It is less than a week until Christmas.  No, I’m not cooking a turkey.  There are far too many other food options to mess up and ruin than to try a turkey again.  Maybe I should leave the cooking up to my wife.  Still, even if I can’t cook a turkey, there are so many other things to get ready for, aren’t there?  

There are presents to buy.  There are presents to wrap.  There are cookies to make.  There are cards to send.  Some still need to finish buying the things for Christmas dinner (no, I haven't learned that lesson yet).  Isn’t there always that last-minute gift that you forgot to get for your long-lost relative on the way to the family get-together?  Gas stations still sell gift cards, right?

I suppose that 2020 seemed to lessen the hustle and bustle a little.  We aren’t supposed to run to and fro like crazy people this year.  We are supposed to social distance.  We wear masks, I get it.  Many of the festivities were put on hold, canceled, or tamed down in some way.  But it would be impossible to have the greatest season of the year come and go without a celebration.  Isn’t that we all get excited for?  Isn’t there an endless list of super-important things to remember for this week?  Don’t we have to make a list and check it twice?  Don’t we have to run ourselves ragged trying to finish every detail so that Christmas is done right?
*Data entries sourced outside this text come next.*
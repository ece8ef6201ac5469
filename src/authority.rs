use std::sync::{Arc, OnceLock};

use tokio::sync::Mutex;

use crate::ca::CaState;
use crate::cert::Certificate;
use crate::cert::params::{DistinguishedName, RequestAttributes};
use crate::config::{IssuancePolicy, PkiConfig};
use crate::csr::{self, GeneratedRequest};
use crate::error::{PkiError, Result};
use crate::role::CertificateRole;
use crate::signer;
use crate::store::PkiStore;
use crate::worker::CryptoPool;

/// A certificate authority rooted at one PKI directory.
///
/// Holds at most one [`CaState`], installed once by [`load_ca`] or
/// [`build_ca`] and read-only afterwards. Key generation and signing run on
/// the authority's [`CryptoPool`]. Loading and building are serialised, so
/// the CA on disk is always the one installed.
///
/// [`load_ca`]: CertificateAuthority::load_ca
/// [`build_ca`]: CertificateAuthority::build_ca
#[derive(Debug)]
pub struct CertificateAuthority {
    store: PkiStore,
    policy: IssuancePolicy,
    pool: CryptoPool,
    ca: OnceLock<Arc<CaState>>,
    install_lock: Mutex<()>,
}

impl CertificateAuthority {
    pub fn new(store: PkiStore, policy: IssuancePolicy, pool: CryptoPool) -> Self {
        CertificateAuthority {
            store,
            policy,
            pool,
            ca: OnceLock::new(),
            install_lock: Mutex::new(()),
        }
    }

    pub fn from_config(config: &PkiConfig) -> Self {
        Self::new(
            config.store(),
            config.policy,
            CryptoPool::new(config.workers),
        )
    }

    pub fn store(&self) -> &PkiStore {
        &self.store
    }

    pub fn has_pki_directory(&self) -> Result<bool> {
        self.store.has_pki_directory()
    }

    pub fn has_ca(&self) -> Result<bool> {
        self.store.has_ca()
    }

    pub fn init_pki_directory(&self) -> Result<()> {
        self.store.init_pki_directory()
    }

    /// Reads the CA from disk and installs it.
    pub async fn load_ca(&self) -> Result<Arc<CaState>> {
        let _guard = self.install_lock.lock().await;
        self.ensure_not_installed()?;
        let store = self.store.clone();
        let state = self.pool.run(move || CaState::load(&store)).await?;
        self.install(state)
    }

    /// Creates a new CA for `attributes`, persists it and installs it.
    ///
    /// Refuses to run once a CA is installed, so an installed CA's files are
    /// never overwritten.
    pub async fn build_ca(&self, attributes: DistinguishedName) -> Result<Arc<CaState>> {
        let _guard = self.install_lock.lock().await;
        self.ensure_not_installed()?;
        let store = self.store.clone();
        let policy = self.policy;
        let state = self
            .pool
            .run(move || CaState::build(&store, &policy, &attributes))
            .await?;
        self.install(state)
    }

    /// Loads the CA if one is on disk, builds one for `attributes` otherwise.
    pub async fn bootstrap(&self, attributes: DistinguishedName) -> Result<Arc<CaState>> {
        if self.has_ca()? {
            self.load_ca().await
        } else {
            self.build_ca(attributes).await
        }
    }

    /// The installed CA.
    pub fn ca_state(&self) -> Result<Arc<CaState>> {
        match self.ca.get() {
            Some(state) => Ok(Arc::clone(state)),
            None => {
                tracing::error!(path = %self.store.root().display(), "no CA loaded");
                Err(PkiError::NoCaLoaded)
            }
        }
    }

    pub fn ca_certificate_pem(&self) -> Result<String> {
        self.ca_state()?.certificate_pem()
    }

    pub async fn sign_request(&self, csr_pem: String, role: CertificateRole) -> Result<Certificate> {
        let ca = self.ca_state()?;
        let policy = self.policy;
        self.pool
            .run(move || signer::sign_request(&ca, &policy, &csr_pem, role))
            .await
    }

    pub async fn sign_client_request(&self, csr_pem: String) -> Result<Certificate> {
        self.sign_request(csr_pem, CertificateRole::Client).await
    }

    pub async fn sign_server_request(&self, csr_pem: String) -> Result<Certificate> {
        self.sign_request(csr_pem, CertificateRole::Server).await
    }

    /// Generates a key pair and a CSR for it. The key is returned to the
    /// caller and never stored.
    pub async fn generate_request(&self, attributes: RequestAttributes) -> Result<GeneratedRequest> {
        let key_size = self.policy.key_size;
        self.pool
            .run(move || csr::generate_request(&attributes, key_size))
            .await
    }

    fn ensure_not_installed(&self) -> Result<()> {
        if self.ca.get().is_some() {
            return Err(PkiError::CaAlreadyInstalled);
        }
        Ok(())
    }

    fn install(&self, state: CaState) -> Result<Arc<CaState>> {
        let state = Arc::new(state);
        self.ca
            .set(Arc::clone(&state))
            .map_err(|_| PkiError::CaAlreadyInstalled)?;
        Ok(state)
    }
}
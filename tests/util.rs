#![allow(dead_code)]

use std::path::Path;

use tempfile::TempDir;
use vpn_pki::authority::CertificateAuthority;
use vpn_pki::cert::params::{DistinguishedName, RequestAttributes};
use vpn_pki::config::{IssuancePolicy, default_ca_subject};
use vpn_pki::store::PkiStore;
use vpn_pki::worker::CryptoPool;

/// A CA rooted in a temporary directory, removed on drop.
pub struct TestCa {
    pub dir: TempDir,
    pub authority: CertificateAuthority,
}

pub fn pki_root(dir: &Path) -> std::path::PathBuf {
    dir.join("pki")
}

pub fn new_authority(dir: &Path) -> CertificateAuthority {
    CertificateAuthority::new(
        PkiStore::new(pki_root(dir)),
        IssuancePolicy::default(),
        CryptoPool::new(2),
    )
}

/// C=France, ST=Ile-de-France, L=Paris, O=Community VPN,
/// OU=communityvpn.server, CN=Community VPN
pub fn community_vpn_subject() -> DistinguishedName {
    default_ca_subject()
}

/// The CA subject with CN=test-client.
pub fn test_client_attributes() -> RequestAttributes {
    RequestAttributes::builder()
        .subject(DistinguishedName {
            common_name: "test-client".to_string(),
            ..community_vpn_subject()
        })
        .unstructured_name("test".to_string())
        .build()
}

pub async fn bootstrapped_ca() -> TestCa {
    let dir = tempfile::tempdir().expect("tempdir should be created");
    let authority = new_authority(dir.path());
    authority
        .bootstrap(community_vpn_subject())
        .await
        .expect("CA should bootstrap");
    TestCa { dir, authority }
}

pub async fn client_csr_pem(authority: &CertificateAuthority) -> String {
    authority
        .generate_request(test_client_attributes())
        .await
        .expect("request should be generated")
        .csr
        .to_pem()
        .expect("request should encode")
}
Today, my eyes were opened.  

Maybe having these things ready isn’t the only thing that’s important after all.

My wife and I were asked to participate in a Christmas outreach today.  A local friend and minister was putting together their annual Christmas gift to the community and wanted us to be involved.  She was lining up people to give testimonies during the time when a hot cooked meal and presents for kids would be passed out.  She even lined up a sighting of Jesus praying for Santa Clause.

As the outreach would put food in people’s bellies, it would also put spiritual food in people’s soul.  Though it was short notice, aren’t we instructed to always be ready to give an account for what we believe?  1 Peter 3:15 makes this clear: “honor Christ the Lord as holy, always being prepared to make a defense to anyone who asks you for a reason for the hope that is in you.” Yes, it was short notice, but yes, we were totally in.  It is exciting to share one’s faith.  I love the chance to be able to tell others what Christ did in me.  After all, I’m just a simple man with a good story of God, one too good to keep to myself.  We jumped at the opportunity.

I had never helped with this outreach before. That was made very clear to me as things began to unfold.

Let me make myself clear.  I’ve been on many mission trips.  I’ve seen some pretty crazy things.  I’ve seen dirt poor places where homes are stuck together with garbage.  I’ve seen unhealthy living conditions in which people had no choice but to toughen up and hope for the next day.  I’ve been to places so far removed from the life we know, places with societies that weren’t even based off of money.  How fascinating to see a culture that didn’t have any money, didn’t need it, and didn’t seem to want it when I was in the Amazon Rainforest. I have seen people bathing their kids, washing their dishes, and washing their clothes all in the same place.  But isn’t that somewhere else in the world?

Isn’t that the illusion that traps us sometimes?

Do we really have to travel halfway across the world to find people with needs?

Sitting by the heater in a one room outreach center, my eyes widened in awe.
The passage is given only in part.